France | France, Conseil d'État, 10ème - 9ème chambres réunies, 25 mars 2024, 490578


1° Sous le n° 490578, par une requête et un mémoire en réplique, enregistrés le 29 décembre 2023 et le 28 février 2024 au secrétariat du contentieux du Conseil d'Etat, MM. C... A..., E... D..., Mmes B..., F... G..., H... I... et J... K... demandent au Conseil d'Etat :



1°) d'annuler la " loi du pays " n° 2023-37 du 15 décembre 2023 portant diverses mesures fiscales dans le cadre de l'approbation du budget de la Polynésie française pour l'exercice 2024 ;



2°) de mettre à la charge de la Polynésie française la somme de 300 000 francs CFP à

leur verser au titre de l'article L. 761-1 du code de justice administrative.



2° ...

1° Sous le n° 490578, par une requête et un mémoire en réplique, enregistrés le 29 décembre 2023 et le 28 février 2024 au secrétariat du contentieux du Conseil d'Etat, MM. C... A..., E... D..., Mmes B..., F... G..., H... I... et J... K... demandent au Conseil d'Etat :

1°) d'annuler la " loi du pays " n° 2023-37 du 15 décembre 2023 portant diverses mesures fiscales dans le cadre de l'approbation du budget de la Polynésie française pour l'exercice 2024 ;

2°) de mettre à la charge de la Polynésie française la somme de 300 000 francs CFP à leur verser au titre de l'article L. 761-1 du code de justice administrative.

2° Sous le n° 490871, par une requête et un mémoire en réplique enregistrés les 13 janvier et 15 février 2024, l'ordre des avocats au barreau de Papeete demande au Conseil d'Etat :

1°) d'annuler l'article LP 4 de la " loi du pays " n° 2023-37 du 15 décembre 2023 portant diverses mesures fiscales dans le cadre de l'approbation du budget de la Polynésie française pour l'exercice 2024 ;

2°) de mettre à la charge de la Polynésie française la somme globale de 200 000 francs CFP à lui verser au titre de l'article L. 761-1 du code de justice administrative.

....................................................................................

3° Sous le n° 490874, par une requête et un mémoire en réplique, enregistrés les 13 janvier et 8 mars 2024, les sociétés Imagine Promotion, Canopy Hills et Core construction, ainsi que MM. Franck Zermati, Jean-Luc Cholet et Noël Cola demandent au Conseil d'Etat :

1°) d'annuler les articles LP 4, LP 15 et LP 16 de la " loi du pays " n° 2023-37 du 15 décembre 2023 portant diverses mesures fiscales dans le cadre de l'approbation du budget de la Polynésie française pour l'exercice 2024 ;

2°) de mettre à la charge de la Polynésie française la somme globale de 400 000 francs CFP à leur verser au titre de l'article L. 761-1 du code de justice administrative.

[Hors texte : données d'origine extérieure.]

//! Shared configuration for the atmwatch CLI.
//!
//! TOML profiles merged with `ATMWATCH_`-prefixed environment variables,
//! translation to `atmwatch_core::MonitorConfig`, and durable storage of
//! the session bearer token under a single well-known path. An absent
//! token file means logged out.

use std::collections::HashMap;
use std::path::PathBuf;
use std::time::Duration;

use directories::ProjectDirs;
use figment::{
    Figment,
    providers::{Env, Format, Serialized, Toml},
};
use secrecy::{ExposeSecret, SecretString};
use serde::{Deserialize, Serialize};
use thiserror::Error;

use atmwatch_core::{MonitorConfig, TlsVerification};

// ── Error ───────────────────────────────────────────────────────────

#[derive(Debug, Error)]
pub enum ConfigError {
    #[error("invalid {field}: {reason}")]
    Validation { field: String, reason: String },

    #[error("profile '{profile}' not found in configuration")]
    ProfileNotFound { profile: String },

    #[error("failed to serialize config: {0}")]
    Serialization(#[from] toml::ser::Error),

    #[error("config loading failed: {0}")]
    Figment(Box<figment::Error>),

    #[error("IO error: {0}")]
    Io(#[from] std::io::Error),
}

impl From<figment::Error> for ConfigError {
    fn from(err: figment::Error) -> Self {
        Self::Figment(Box::new(err))
    }
}

// ── TOML config structs ─────────────────────────────────────────────

/// Top-level TOML configuration.
#[derive(Debug, Deserialize, Serialize)]
pub struct Config {
    /// Default profile name.
    pub default_profile: Option<String>,

    /// Global defaults.
    #[serde(default)]
    pub defaults: Defaults,

    /// Named backend profiles.
    #[serde(default)]
    pub profiles: HashMap<String, Profile>,
}

impl Default for Config {
    fn default() -> Self {
        Self {
            default_profile: Some("default".into()),
            defaults: Defaults::default(),
            profiles: HashMap::new(),
        }
    }
}

#[derive(Debug, Deserialize, Serialize)]
pub struct Defaults {
    #[serde(default = "default_output")]
    pub output: String,

    #[serde(default)]
    pub insecure: bool,

    #[serde(default = "default_timeout")]
    pub timeout: u64,

    /// Base polling interval in seconds for watch mode.
    #[serde(default = "default_poll_interval")]
    pub poll_interval: u64,
}

impl Default for Defaults {
    fn default() -> Self {
        Self {
            output: default_output(),
            insecure: false,
            timeout: default_timeout(),
            poll_interval: default_poll_interval(),
        }
    }
}

fn default_output() -> String {
    "table".into()
}
fn default_timeout() -> u64 {
    30
}
fn default_poll_interval() -> u64 {
    5
}

/// A named backend profile.
#[derive(Debug, Clone, Deserialize, Serialize)]
pub struct Profile {
    /// Backend base URL (e.g., "https://guard.example.com").
    pub server: String,

    /// Username for login (password is always prompted or taken from
    /// `ATMWATCH_PASSWORD`).
    pub username: Option<String>,

    /// Path to custom CA certificate.
    pub ca_cert: Option<PathBuf>,

    /// Override insecure TLS setting.
    pub insecure: Option<bool>,

    /// Override timeout.
    pub timeout: Option<u64>,

    /// Override polling interval.
    pub poll_interval: Option<u64>,
}

// ── Paths ───────────────────────────────────────────────────────────

/// Resolve the config file path via XDG / platform conventions.
pub fn config_path() -> PathBuf {
    project_dirs().map_or_else(
        || dirs_fallback().join("config.toml"),
        |dirs| dirs.config_dir().join("config.toml"),
    )
}

/// The well-known token file path. Absence means logged out.
pub fn token_path() -> PathBuf {
    project_dirs().map_or_else(
        || dirs_fallback().join("token"),
        |dirs| dirs.data_dir().join("token"),
    )
}

fn project_dirs() -> Option<ProjectDirs> {
    ProjectDirs::from("com", "atmwatch", "atmwatch")
}

fn dirs_fallback() -> PathBuf {
    let mut p = PathBuf::from(std::env::var("HOME").unwrap_or_else(|_| ".".into()));
    p.push(".config");
    p.push("atmwatch");
    p
}

// ── Config loading ──────────────────────────────────────────────────

/// Load the full Config from file + environment.
pub fn load_config() -> Result<Config, ConfigError> {
    load_config_from(&config_path())
}

/// Load config from an explicit path (used by tests).
pub fn load_config_from(path: &std::path::Path) -> Result<Config, ConfigError> {
    let figment = Figment::new()
        .merge(Serialized::defaults(Config::default()))
        .merge(Toml::file(path))
        .merge(Env::prefixed("ATMWATCH_").split("_"));

    let config: Config = figment.extract()?;
    Ok(config)
}

/// Load config, returning a default if the file doesn't exist.
pub fn load_config_or_default() -> Config {
    load_config().unwrap_or_default()
}

/// Serialize config to TOML and write to the canonical config path.
pub fn save_config(cfg: &Config) -> Result<(), ConfigError> {
    let path = config_path();
    if let Some(parent) = path.parent() {
        std::fs::create_dir_all(parent)?;
    }
    let toml_str = toml::to_string_pretty(cfg)?;
    std::fs::write(&path, toml_str)?;
    Ok(())
}

// ── Profile resolution ──────────────────────────────────────────────

/// Pick the active profile: explicit name, else the configured default,
/// else "default".
pub fn resolve_profile<'a>(
    cfg: &'a Config,
    requested: Option<&str>,
) -> Result<(String, &'a Profile), ConfigError> {
    let name = requested
        .map(str::to_owned)
        .or_else(|| cfg.default_profile.clone())
        .unwrap_or_else(|| "default".into());

    cfg.profiles
        .get(&name)
        .map(|p| (name.clone(), p))
        .ok_or(ConfigError::ProfileNotFound { profile: name })
}

/// Build a `MonitorConfig` from a profile plus global defaults.
pub fn profile_to_monitor_config(
    profile: &Profile,
    defaults: &Defaults,
) -> Result<MonitorConfig, ConfigError> {
    let url: url::Url = profile
        .server
        .parse()
        .map_err(|_| ConfigError::Validation {
            field: "server".into(),
            reason: format!("invalid URL: {}", profile.server),
        })?;

    let tls = if profile.insecure.unwrap_or(defaults.insecure) {
        TlsVerification::DangerAcceptInvalid
    } else if let Some(ref ca_path) = profile.ca_cert {
        TlsVerification::CustomCa(ca_path.clone())
    } else {
        TlsVerification::SystemDefaults
    };

    Ok(MonitorConfig {
        url,
        tls,
        timeout: Duration::from_secs(profile.timeout.unwrap_or(defaults.timeout)),
        poll_interval_secs: profile.poll_interval.unwrap_or(defaults.poll_interval),
        activity_poll_multiplier: 2,
    })
}

// ── Token storage ───────────────────────────────────────────────────

/// Read the persisted session token, if any.
pub fn load_token() -> Option<SecretString> {
    load_token_from(&token_path())
}

/// Read a token from an explicit path (used by tests).
pub fn load_token_from(path: &std::path::Path) -> Option<SecretString> {
    let raw = std::fs::read_to_string(path).ok()?;
    let trimmed = raw.trim();
    if trimmed.is_empty() {
        return None;
    }
    Some(SecretString::from(trimmed.to_owned()))
}

/// Persist the session token to the well-known path.
pub fn save_token(token: &SecretString) -> Result<(), ConfigError> {
    save_token_to(&token_path(), token)
}

/// Persist a token to an explicit path (used by tests).
pub fn save_token_to(path: &std::path::Path, token: &SecretString) -> Result<(), ConfigError> {
    if let Some(parent) = path.parent() {
        std::fs::create_dir_all(parent)?;
    }
    std::fs::write(path, token.expose_secret())?;

    // Token files are credentials: owner-only on unix.
    #[cfg(unix)]
    {
        use std::os::unix::fs::PermissionsExt;
        let perms = std::fs::Permissions::from_mode(0o600);
        std::fs::set_permissions(path, perms)?;
    }

    Ok(())
}

/// Remove the persisted token (logout).
pub fn clear_token() -> Result<(), ConfigError> {
    clear_token_at(&token_path())
}

/// Remove a token at an explicit path (used by tests).
pub fn clear_token_at(path: &std::path::Path) -> Result<(), ConfigError> {
    match std::fs::remove_file(path) {
        Ok(()) => Ok(()),
        Err(e) if e.kind() == std::io::ErrorKind::NotFound => Ok(()),
        Err(e) => Err(e.into()),
    }
}

#[cfg(test)]
#[allow(clippy::unwrap_used)]
mod tests {
    use super::*;
    use pretty_assertions::assert_eq;

    #[test]
    fn token_round_trip() {
        let dir = tempfile::tempdir().unwrap();
        let path = dir.path().join("token");

        assert!(load_token_from(&path).is_none());

        let token = SecretString::from("tok123".to_string());
        save_token_to(&path, &token).unwrap();
        assert_eq!(load_token_from(&path).unwrap().expose_secret(), "tok123");

        clear_token_at(&path).unwrap();
        assert!(load_token_from(&path).is_none());
        // Clearing twice is fine.
        clear_token_at(&path).unwrap();
    }

    #[test]
    fn empty_token_file_means_logged_out() {
        let dir = tempfile::tempdir().unwrap();
        let path = dir.path().join("token");
        std::fs::write(&path, "  \n").unwrap();
        assert!(load_token_from(&path).is_none());
    }

    #[test]
    fn profile_resolution_and_translation() {
        let dir = tempfile::tempdir().unwrap();
        let path = dir.path().join("config.toml");
        std::fs::write(
            &path,
            r#"
default_profile = "lab"

[profiles.lab]
server = "https://guard.example.com"
username = "operator1"
insecure = true
poll_interval = 3
"#,
        )
        .unwrap();

        let cfg = load_config_from(&path).unwrap();
        let (name, profile) = resolve_profile(&cfg, None).unwrap();
        assert_eq!(name, "lab");

        let monitor_cfg = profile_to_monitor_config(profile, &cfg.defaults).unwrap();
        assert_eq!(monitor_cfg.url.as_str(), "https://guard.example.com/");
        assert_eq!(monitor_cfg.tls, TlsVerification::DangerAcceptInvalid);
        assert_eq!(monitor_cfg.poll_interval_secs, 3);
    }

    #[test]
    fn unknown_profile_is_an_error() {
        let cfg = Config::default();
        let result = resolve_profile(&cfg, Some("missing"));
        assert!(matches!(result, Err(ConfigError::ProfileNotFound { .. })));
    }

    #[test]
    fn bad_server_url_is_a_validation_error() {
        let profile = Profile {
            server: "not a url".into(),
            username: None,
            ca_cert: None,
            insecure: None,
            timeout: None,
            poll_interval: None,
        };
        let result = profile_to_monitor_config(&profile, &Defaults::default());
        assert!(matches!(result, Err(ConfigError::Validation { .. })));
    }
}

....................................................................................

Vu les autres pièces des dossiers ;

Vu :

- la Constitution, notamment son Préambule et son article 74 ;

- la loi organique n° 2004-192 du 27 février 2004 ;

- la délibération n°2005-59 APF du 13 mai 2005 portant règlement intérieur de l'assemblée de la Polynésie française ;

- le code de justice administrative ;

Après avoir entendu en séance publique :

- le rapport de Mme Isabelle Lemesle, conseillère d'Etat,

- les conclusions de Mme Esther de Moustier, rapporteure publique ;

La parole ayant été donnée, après les conclusions, à la SCP Doumic-Seiller, avocat du président de l'assemblée de la Polynésie française et de la présidence de la Polynésie française ;

Considérant ce qui suit :

1 Aux termes de l'article 180-1 de la loi organique du 27 février 2004 portant statut d'autonomie de la Polynésie française : " Par dérogation au premier alinéa des I et II de l'article 176 et au premier alinéa des articles 178 et 180, les actes dénommés " lois du pays " relatifs aux impôts et taxes peuvent faire l'objet d'un recours devant le Conseil d'Etat à compter de la publication de leur acte de promulgation. " Aux termes de l'article 180-3 de la même loi organique : " I. - A compter de la publication de l'acte de promulgation d'un acte dénommé " loi du pays " relatif aux impôts et taxes, le haut-commissaire, le président de la Polynésie française, le président de l'assemblée de la Polynésie française ou six représentants à l'assemblée de la Polynésie française peuvent déférer l'acte dénommé " loi du pays " relatif aux impôts et taxes au Conseil d'Etat (...) / II. - A compter de la publication de l'acte de promulgation, les personnes physiques ou morales justifiant d'un intérêt à agir disposent d'un délai d'un mois pour déférer l'acte dénommé " loi du pays " relatif aux impôts et taxes au Conseil d'Etat ".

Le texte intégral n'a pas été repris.